Numerical data underlying graphs.

Apoptosis plays a central role in shaping tissues and preserving cellular integrity across developmental stages. In the germline, its precise regulation is critical to ensure both the elimination of aberrant cells and the maintenance of reproductive capacity. However, the molecular mechanisms that control apoptotic susceptibility in germline cells remain poorly defined. Here, we identify stand still (stil) as a female germline-specific regulator of apoptosis in Drosophila. Loss of stil leads to near-complete depletion of germline cells at the time of eclosion, associated with upregulation of the pro-apoptotic gene reaper (rpr) and activation of caspase-dependent cell death.

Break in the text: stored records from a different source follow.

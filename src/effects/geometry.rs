//! Geometry stages: aspect-preserving resize with centre crop, pixelization,
//! and rotation.

use image::imageops::{self, FilterType};
use image::{DynamicImage, Rgba, RgbaImage};
use imageproc::geometric_transformations::{rotate_about_center, Interpolation};

/// Resize to a target box and/or percentage scale.
///
/// With only one of `width`/`height` set the other follows the source aspect
/// ratio. With both set the image is scaled to cover the box and then
/// centre-cropped, so the result fills `width` by `height` without
/// distortion. `scale` is a percentage applied after the box fit; fractional
/// result dimensions truncate. Zero values leave that part of the operation
/// out.
pub fn crop_resize(
    image: &DynamicImage,
    width: u32,
    height: u32,
    scale: u32,
    filter: FilterType,
) -> DynamicImage {
    let mut out = image.clone();

    if width > 0 || height > 0 {
        let (w, h) = (out.width(), out.height());
        let (mut new_w, mut new_h) = (width, height);

        if new_w > 0 && new_h == 0 {
            new_h = ((new_w as f64 / w as f64) * h as f64) as u32;
        } else if new_h > 0 && new_w == 0 {
            new_w = ((new_h as f64 / h as f64) * w as f64) as u32;
        } else {
            // Cover the target box, then crop the overhang evenly.
            let new_ratio = new_w as f64 / new_h as f64;
            let old_ratio = w as f64 / h as f64;
            if new_ratio > old_ratio {
                let cover_h = (new_w as f64 / old_ratio) as u32;
                out = out.resize_exact(new_w, cover_h, filter);
            } else {
                let cover_w = (new_h as f64 * old_ratio) as u32;
                out = out.resize_exact(cover_w, new_h, filter);
            }
            let left = out.width().saturating_sub(new_w) / 2;
            let top = out.height().saturating_sub(new_h) / 2;
            out = out.crop_imm(left, top, new_w, new_h);
        }

        out = out.resize_exact(new_w.max(1), new_h.max(1), filter);
    }

    if scale > 0 {
        let new_w = (out.width() as f64 * scale as f64 / 100.0) as u32;
        let new_h = (out.height() as f64 * scale as f64 / 100.0) as u32;
        out = out.resize_exact(new_w.max(1), new_h.max(1), filter);
    }

    out
}

/// Shrink to `size` pixels across and blow back up, producing hard blocks.
///
/// The intermediate height follows the aspect ratio. Both passes use nearest
/// neighbour so block edges stay crisp.
pub fn pixelize(image: &DynamicImage, size: u32) -> DynamicImage {
    if size == 0 {
        return image.clone();
    }

    let (w, h) = (image.width(), image.height());
    let small_h = ((size as f64 * h as f64 / w as f64) as u32).max(1);
    let small = image.resize_exact(size, small_h, FilterType::Nearest);
    small.resize_exact(w, h, FilterType::Nearest)
}

/// Rotate counter-clockwise by whole degrees.
///
/// Right-angle rotations (mod 360) are exact and lossless. Everything else
/// expands the canvas to hold the rotated bounds and fills the wedges with
/// transparent black.
pub fn rotate(image: &DynamicImage, degrees: i32) -> DynamicImage {
    match degrees.rem_euclid(360) {
        0 => image.clone(),
        90 => image.rotate270(),
        180 => image.rotate180(),
        270 => image.rotate90(),
        deg => rotate_arbitrary(image, f64::from(deg)),
    }
}

fn rotate_arbitrary(image: &DynamicImage, degrees: f64) -> DynamicImage {
    let rgba = image.to_rgba8();
    let (w, h) = rgba.dimensions();
    let theta = degrees.to_radians();
    let (sin, cos) = theta.sin_cos();
    let new_w = (w as f64 * cos.abs() + h as f64 * sin.abs()).ceil() as u32;
    let new_h = (w as f64 * sin.abs() + h as f64 * cos.abs()).ceil() as u32;

    // The staging canvas must hold both the source paste and the rotated
    // bounds; at steep angles the bounds are narrower than the source.
    let stage_w = new_w.max(w);
    let stage_h = new_h.max(h);
    let mut stage = RgbaImage::new(stage_w, stage_h);
    let dx = (stage_w - w) / 2;
    let dy = (stage_h - h) / 2;
    imageops::replace(&mut stage, &rgba, i64::from(dx), i64::from(dy));

    // rotate_about_center runs clockwise; negate for counter-clockwise.
    let rotated = rotate_about_center(
        &stage,
        -theta as f32,
        Interpolation::Nearest,
        Rgba([0, 0, 0, 0]),
    );

    let left = (stage_w - new_w) / 2;
    let top = (stage_h - new_h) / 2;
    DynamicImage::ImageRgba8(rotated).crop_imm(left, top, new_w, new_h)
}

Reporter assays in S2 cells show that Stil directly represses rpr transcription through its N-terminal BED-type zinc finger domain. The Dietera-restricted conservation of stil and rpr is consistent with a functional association. Despite the absence of stil, undifferentiated germline cells remain resistant to apoptosis. Analysis of publicly available chromatin data reveals that the rpr locus in these cells resides in a closed, H3K9me3-enriched chromatin state, suggesting a Stil-independent mode of transcriptional silencing. Together, our findings uncover two distinct mechanisms that protects the female germline from rpr-dependent apoptosis: Stil-mediated transcriptional repression that operates in both undifferentiated and differentiated germline cells, and an additional chromatin-based silencing mechanism that functions specifically in undifferentiated cells. This work provides new insights into the interplay between transcriptional and chromatin-based regulations that maintain germline cell identity and survival.